El ladrillo seguirá siendo un negocio, también
El ladrillo siempre será un negocio, más aún en un lugar como España con espacios tan agradables para vivir como nuestra costa mediterránea de clima soleado y templado todo el año. Estamos predestinados a convertirnos -ya lo somos- en dormitorio de jubilados europeos y hace años que Alicante es la provincia de España con más operaciones de compraventa de viviendas a extranjeros. Ese pujante negocio no hay medida gubernamental que lo frene (ni falta que hace), por más intentos bienintencionados que haya, es la ley de la demanda en nuestro sistema de libremercado.

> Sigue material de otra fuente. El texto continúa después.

//! Tri-state outcomes: a value, an intentional absence, or a captured failure.
//!
//! Each submodule re-exports its public surface from here, so consumers can
//! simply depend on `outcome_rail::*` or pick focused pieces as needed.
//!
//! # Examples
//!
//! ## Accepted, Empty, Rejected
//!
//! ```
//! use outcome_rail::Outcome;
//!
//! fn find_user(id: u32) -> Outcome<&'static str, &'static str> {
//!     match id {
//!         0 => Outcome::reject("database unavailable"),
//!         1 => Outcome::accept("ada"),
//!         _ => Outcome::empty(),
//!     }
//! }
//!
//! assert_eq!(find_user(1).map(str::len), Outcome::Accepted(3));
//! assert!(find_user(7).is_empty());
//! assert!(find_user(0).is_rejected());
//! ```
//!
//! ## Capturing Failures
//!
//! ```
//! use outcome_rail::Outcome;
//!
//! let outcome: Outcome<u32, std::num::ParseIntError> = Outcome::accept("17")
//!     .try_map(|raw: &str| raw.parse::<u32>())
//!     .map(|n| n + 1);
//!
//! assert_eq!(outcome.unwrap_or(0), 18);
//! ```
//!
//! ## Partitioning
//!
//! ```
//! use outcome_rail::{capture, OutcomeIterExt};
//!
//! let split = ["1", "two", "3"]
//!     .into_iter()
//!     .map(|raw| capture!(raw.parse::<i32>()))
//!     .partition_outcomes();
//!
//! assert_eq!(split.values().copied().collect::<Vec<_>>(), vec![1, 3]);
//! assert_eq!(split.error_count(), 1);
//! ```
#![cfg_attr(not(feature = "std"), no_std)]

#[cfg(not(feature = "std"))]
extern crate alloc;

#[cfg(feature = "std")]
extern crate std;

/// Conversions between Outcome, Result and Option
pub mod convert;
/// Shorthand macros for building outcomes
pub mod macros;
/// The tri-state Outcome type
pub mod outcome;
/// Single-pass value/error partitioning
pub mod partition;
/// Convenience re-exports for quick starts
pub mod prelude;
/// Failure classification and capture adapters
pub mod traits;
/// Violation errors and supporting collections
pub mod types;

pub use outcome::Outcome;
pub use partition::{OutcomeIterExt, Partition};
pub use traits::{FailureClass, FailureClassExt, IntoOutcome};
pub use types::{alloc_type::BoxError, CastError, DynOutcome, OutcomeError};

Y eso tiene efectos en los precios de adquisición para el resto de la población local y también para los alquileres. Ni la línea intervencionista de intentar poner topes al arrendamiento en zonas “tensionadas”, como intenta ahora el Gobierno, con la única complicidad de Cataluña, porque las autonomías del PP van a boicotear por sistema cualquier planteamiento de Pedro Sánchez, ni la política liberal de poner todo el suelo en el mercado edificable con un urbanismo sin control en el que cualquiera era promotor, en tiempos de José María Aznar a principios de este milenio, nos sirvió de mucho. Al final, se desmadró la especulación inherente al capitalismo y a la codicia que tenemos en el ADN humano y acabamos en una burbuja inmobiliaria autodestructora.
Ahora que por fin han salido algunos a la calle para levantar la voz en manifestaciones inevitables por el problema de la vivienda, el más grave que sufrimos desde que no hay terrorismo -ni pandemia, claro-, el factor que más condiciona (para peor) la vida de la mayoría, porque asfixia la economía doméstica y convierte en papel mojado cualquier mejora salarial o laboral, toca afrontar sí o sí esta auténtica emergencia nacional. Aunque en pleno boom del ladrillo y la crisis había cientos de miles de pisos y casas vacíos, y no por eso bajaron los precios, como cabía esperar según la lógica de oferta-demanda, no queda otra que edificar para garantizar un derecho fundamental y universal. El Estado debe instaurar una normativa nueva y de aplicación en todo el territorio sin excepciones, que no pueda depender de qué partido gobierna en cada región o ayuntamiento. Las competencias de vivienda deben quedar al margen de partidismos y debería legislarse de nuevas en el Congreso, con mecanismos excepcionales como la expropiación forzosa allí donde no quede otra opción. Por cuestiones de falta de espacio en los centros urbanos, tendrían que construirse barrios en las periferias y aprovechar para que cuenten con amplias zonas verdes y servicios a costa de un aprovechamiento menor del suelo. No se trata de hacer negocio. En definitiva, un parque público de viviendas como se está prometiendo ahora mismo, permanente y que cubra todas las solicitudes, nada de sorteos de unas pocas VPO como hasta hoy.
Y en los centros de las ciudades, hay que limitar o acabar con el desmadre de los apartamentos turísticos: el alojamiento debe estar en manos profesionales, de hoteles, no esta distorsión de que cualquier propietario individual explota a precios desorbitados su piso, mucho menos las grandes compañías que compran múltiples viviendas o los insaciables ‘fondos buitre’. Estos dos frentes de acción no van a ser fáciles, pero no por dificultades técnicas -en China construyeron hospitales en unos días durante la pandemia- ya que con módulos prefabricados se puede edificar con mucha rapidez. El obstáculo principal surgirá del propio negocio del ladrillo, un lobby muy poderoso en las grandes esferas, además de la legión de rentistas particulares.
El Gobierno que afronte estas nuevas recetas probablemente no gane las elecciones, a menos que la concienciación sobre el bien colectivo prime sobre la conveniencia individualista.